このIPアドレスを元に送信に使われた回線情報とその割り当て地を確認してみます。
地図に立てられたピンの位置は、中国上海市にある『楊浦区(Yangpu)』近郊。
送信に利用されたのも中国の『Ucloud』と言うプロバイダーです。
このメールは、この付近に設置されたメールサーバーを介して私に届けられたようですが
最近イオンカードを騙る詐欺メールでこのパターン多くない??
リンクで使われていたのは空きドメイン
では引き続き本文。
【重要】イオンカード 本月の請求明細の確認
親愛なるお客様、
イオンカードをご利用いただき、誠にありがとうございます。お世話になっております。
この度は、お客様のアカウントに関する大切なお知らせがございます。お手数をおかけいたしますが、以下の内容をご確認いただき、請求明細の正確性をご確認くださいますようお願い申し上げます。
請求明細の概要
・請求金額:59800 円
・支払い期日:2024.02.25
請求内容の確認方法
請求内容をご確認いただくには、以下のリンクをクリックしてください:
請求明細の確認
もし何か不明点や誤りがございましたら、速やかに当社までご連絡ください。お客様の安全とセキュリティを最優先に考え、いつも信頼いただき誠にありがとうございます。

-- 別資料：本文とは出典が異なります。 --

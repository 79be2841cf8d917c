//! In-process push channel transport.
//!
//! Stands in for the realtime server in tests and mock-data dashboards.
//! Delivery is synchronous: `publish` calls every matching listener before
//! returning, so tests are deterministic.
//!
//! ```text
//! InMemoryChannelHub
//! ├── channel a (topic: calls)    ├── queue-update → listener 1
//! │                               └── status-change → listener 2
//! └── channel b (topic: tickets)  └── ticket-update → listener 3
//! ```
//!
//! Each `connect` yields an independent channel; closing one never
//! touches another.

use async_trait::async_trait;
use std::collections::{HashMap, HashSet, VecDeque};
use std::sync::atomic::{AtomicBool, AtomicUsize, Ordering};
use std::sync::{Arc, Mutex, PoisonError, RwLock};
use tokio::sync::watch;

use crate::domain::foundation::{DomainError, ErrorCode, ListenerId};
use crate::domain::sync::ChannelEvent;
use crate::ports::{ChannelConnector, ChannelHandle, ChannelListener};

/// In-memory channel hub.
///
/// Test controls:
/// - `hold_connections` / `release_connections` keep `connect` pending
/// - `fail_next_connect` makes the next `connect` return an error
/// - `drop_all_channels` simulates the transport losing every channel
///
/// # Example
///
/// ```ignore
/// let hub = Arc::new(InMemoryChannelHub::new());
/// let controller = LiveSyncController::new(hub.clone(), config, "calls", table);
/// controller.mount()?;
///
/// hub.publish("calls", ChannelEvent::named("queue-update"));
/// ```
pub struct InMemoryChannelHub {
    channels: RwLock<Vec<Arc<InMemoryChannel>>>,
    connect_failures: Mutex<VecDeque<String>>,
    gate: watch::Sender<bool>,
    connect_attempts: AtomicUsize,
}

impl InMemoryChannelHub {
    pub fn new() -> Self {
        let (gate, _) = watch::channel(false);
        Self {
            channels: RwLock::new(Vec::new()),
            connect_failures: Mutex::new(VecDeque::new()),
            gate,
            connect_attempts: AtomicUsize::new(0),
        }
    }

    // === Delivery ===

    /// Delivers `event` to every listener registered for its name on an
    /// open channel subscribed to `topic`. Returns the number of listeners
    /// invoked.
    pub fn publish(&self, topic: &str, event: ChannelEvent) -> usize {
        // Collect listeners first so no lock is held during delivery
        let listeners: Vec<Arc<dyn ChannelListener>> = self
            .open_channels()
            .iter()
            .filter(|channel| channel.is_subscribed_to(topic))
            .flat_map(|channel| channel.listeners_for(&event.name))
            .collect();

        for listener in &listeners {
            listener.on_event(event.clone());
        }
        listeners.len()
    }

    // === Test controls ===

    /// Keeps subsequent `connect` calls pending until released.
    pub fn hold_connections(&self) {
        self.gate.send_replace(true);
    }

    pub fn release_connections(&self) {
        self.gate.send_replace(false);
    }

    /// Makes the next `connect` fail with `message`.
    pub fn fail_next_connect(&self, message: impl Into<String>) {
        self.connect_failures
            .lock()
            .unwrap_or_else(PoisonError::into_inner)
            .push_back(message.into());
    }

    /// Simulates the transport losing every open channel.
    pub fn drop_all_channels(&self, reason: &str) {
        let channels: Vec<Arc<InMemoryChannel>> = self
            .channels
            .write()
            .unwrap_or_else(PoisonError::into_inner)
            .drain(..)
            .collect();

        for channel in channels {
            let listeners = channel.all_listeners();
            channel.shut();
            for listener in listeners {
                listener.on_transport_error(DomainError::new(ErrorCode::ChannelClosed, reason));
            }
        }
    }

    // === Introspection ===

    pub fn connect_attempts(&self) -> usize {
        self.connect_attempts.load(Ordering::SeqCst)
    }

    pub fn open_channel_count(&self) -> usize {
        self.open_channels().len()
    }

    /// Listener registrations across all open channels.
    pub fn listener_count(&self) -> usize {
        self.open_channels()
            .iter()
            .map(|channel| channel.listener_count())
            .sum()
    }

    /// Open channels that completed the handshake for `topic`.
    pub fn subscriber_count(&self, topic: &str) -> usize {
        self.open_channels()
            .iter()
            .filter(|channel| channel.is_subscribed_to(topic))
            .count()
    }

    fn open_channels(&self) -> Vec<Arc<InMemoryChannel>> {
        self.channels
            .read()
            .unwrap_or_else(PoisonError::into_inner)
            .iter()
            .filter(|channel| !channel.is_closed())
            .cloned()
            .collect()
    }

    fn prune_closed(&self) {
        self.channels
            .write()
            .unwrap_or_else(PoisonError::into_inner)
            .retain(|channel| !channel.is_closed());
    }

    async fn wait_for_gate(&self) {
        let mut gate = self.gate.subscribe();
        while *gate.borrow_and_update() {
            if gate.changed().await.is_err() {
                return;
            }
        }
    }
}

impl Default for InMemoryChannelHub {
    fn default() -> Self {
        Self::new()
    }
}

#[async_trait]
impl ChannelConnector for InMemoryChannelHub {
    async fn connect(&self, endpoint: &str) -> Result<Arc<dyn ChannelHandle>, DomainError> {
        self.connect_attempts.fetch_add(1, Ordering::SeqCst);
        self.wait_for_gate().await;

        let failure = self
            .connect_failures
            .lock()
            .unwrap_or_else(PoisonError::into_inner)
            .pop_front();
        if let Some(message) = failure {
            return Err(DomainError::connect_failed(endpoint, message));
        }

        self.prune_closed();
        let channel = Arc::new(InMemoryChannel::new(endpoint));
        self.channels
            .write()
            .unwrap_or_else(PoisonError::into_inner)
            .push(Arc::clone(&channel));
        Ok(channel)
    }
}

/// One open in-memory channel.
pub struct InMemoryChannel {
    endpoint: String,
    topics: RwLock<HashSet<String>>,
    listeners: RwLock<HashMap<ListenerId, (String, Arc<dyn ChannelListener>)>>,
    closed: AtomicBool,
}

impl InMemoryChannel {
    fn new(endpoint: &str) -> Self {
        Self {
            endpoint: endpoint.to_string(),
            topics: RwLock::new(HashSet::new()),
            listeners: RwLock::new(HashMap::new()),
            closed: AtomicBool::new(false),
        }
    }

    pub fn endpoint(&self) -> &str {
        &self.endpoint
    }

    pub fn is_closed(&self) -> bool {
        self.closed.load(Ordering::SeqCst)
    }

    fn is_subscribed_to(&self, topic: &str) -> bool {
        self.topics
            .read()
            .unwrap_or_else(PoisonError::into_inner)
            .contains(topic)
    }

    fn listeners_for(&self, event_name: &str) -> Vec<Arc<dyn ChannelListener>> {
        let listeners = self
            .listeners
            .read()
            .unwrap_or_else(PoisonError::into_inner);
        // Sort by id so delivery follows registration order
        let mut matching: Vec<_> = listeners
            .iter()
            .filter(|(_, (name, _))| name == event_name)
            .map(|(id, (_, listener))| (*id, Arc::clone(listener)))
            .collect();
        matching.sort_by_key(|(id, _)| *id);
        matching.into_iter().map(|(_, listener)| listener).collect()
    }

    fn all_listeners(&self) -> Vec<Arc<dyn ChannelListener>> {
        self.listeners
            .read()
            .unwrap_or_else(PoisonError::into_inner)
            .values()
            .map(|(_, listener)| Arc::clone(listener))
            .collect()
    }

    fn listener_count(&self) -> usize {
        self.listeners
            .read()
            .unwrap_or_else(PoisonError::into_inner)
            .len()
    }

    fn shut(&self) {
        self.closed.store(true, Ordering::SeqCst);
        self.listeners
            .write()
            .unwrap_or_else(PoisonError::into_inner)
            .clear();
        self.topics
            .write()
            .unwrap_or_else(PoisonError::into_inner)
            .clear();
    }
}

#[async_trait]
impl ChannelHandle for InMemoryChannel {
    async fn subscribe(&self, topic: &str) -> Result<(), DomainError> {
        if self.is_closed() {
            return Err(DomainError::new(
                ErrorCode::ChannelClosed,
                format!("Cannot subscribe to '{}' on a closed channel", topic),
            ));
        }
        self.topics
            .write()
            .unwrap_or_else(PoisonError::into_inner)
            .insert(topic.to_string());
        Ok(())
    }

    fn on(&self, event_name: &str, listener: Arc<dyn ChannelListener>) -> ListenerId {
        let id = ListenerId::next();
        if !self.is_closed() {
            self.listeners
                .write()
                .unwrap_or_else(PoisonError::into_inner)
                .insert(id, (event_name.to_string(), listener));
        }
        id
    }

    fn off(&self, listener_id: ListenerId) {
        self.listeners
            .write()
            .unwrap_or_else(PoisonError::into_inner)
            .remove(&listener_id);
    }

    async fn close(&self) {
        self.shut();
    }
}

今後ともイオンカードをご愛顧賜りますようお願い申し上げます。
よろしくお願いいたします。
イオンカード株式会社
カスタマーサービス部 |
このメールは詐欺メールですから詐欺サイトへのリンクが付けられています。
そのリンクは『請求明細の確認』って書かれたところに付けられていて、
そのリンク先のURLとトレンドマイクロの『サイトセーフティーセンター』での
危険度評価がこちらです。
おやおや?
未評価ってどうしてでしょうね?
『新たに確認されたドメイン』とあるので、まだ新しくて評価の対象にされてないってことでしょうか?
後ほどそんなサイトなのか覗いてみましょうね!
で、このURLで使われているドメインは”hxblxbekrhagjcyusvm.com”
このドメインにまつわる情報を取得してみます。
まずは割当てているIPアドレスから。
おっと!IPアドレスを判別できなかったと返されました。(^^;)
これはもしかして…
ってことで、このドメインが存在するのかしないのかを『お名前.com』さんで確認してみます。
ほらやっぱり!
このドメイン空いてて今すぐにでも取得可能になっています。
空きドメインでサイト運営はできません。
それでトレンドマイクロの『サイトセーフティーセンター』での危険度評価が『未評価』だったんですね。
リンク先はエラーで表示することはできないので被害に遭うことはないでしょう。
まとめ
この詐欺師、危険を感じたのかサイトを閉鎖して更にはドメインまで放棄して逃げ出したようですね。
でも恐ろしいことに、今、こうしている間にも大量のフィッシング詐欺メールが発信されたくさんの
フィッシング詐欺サイトが作られ消滅していきます。
次から次に新種のメールが届くので常に意識して被害に遭わないようご注意ください。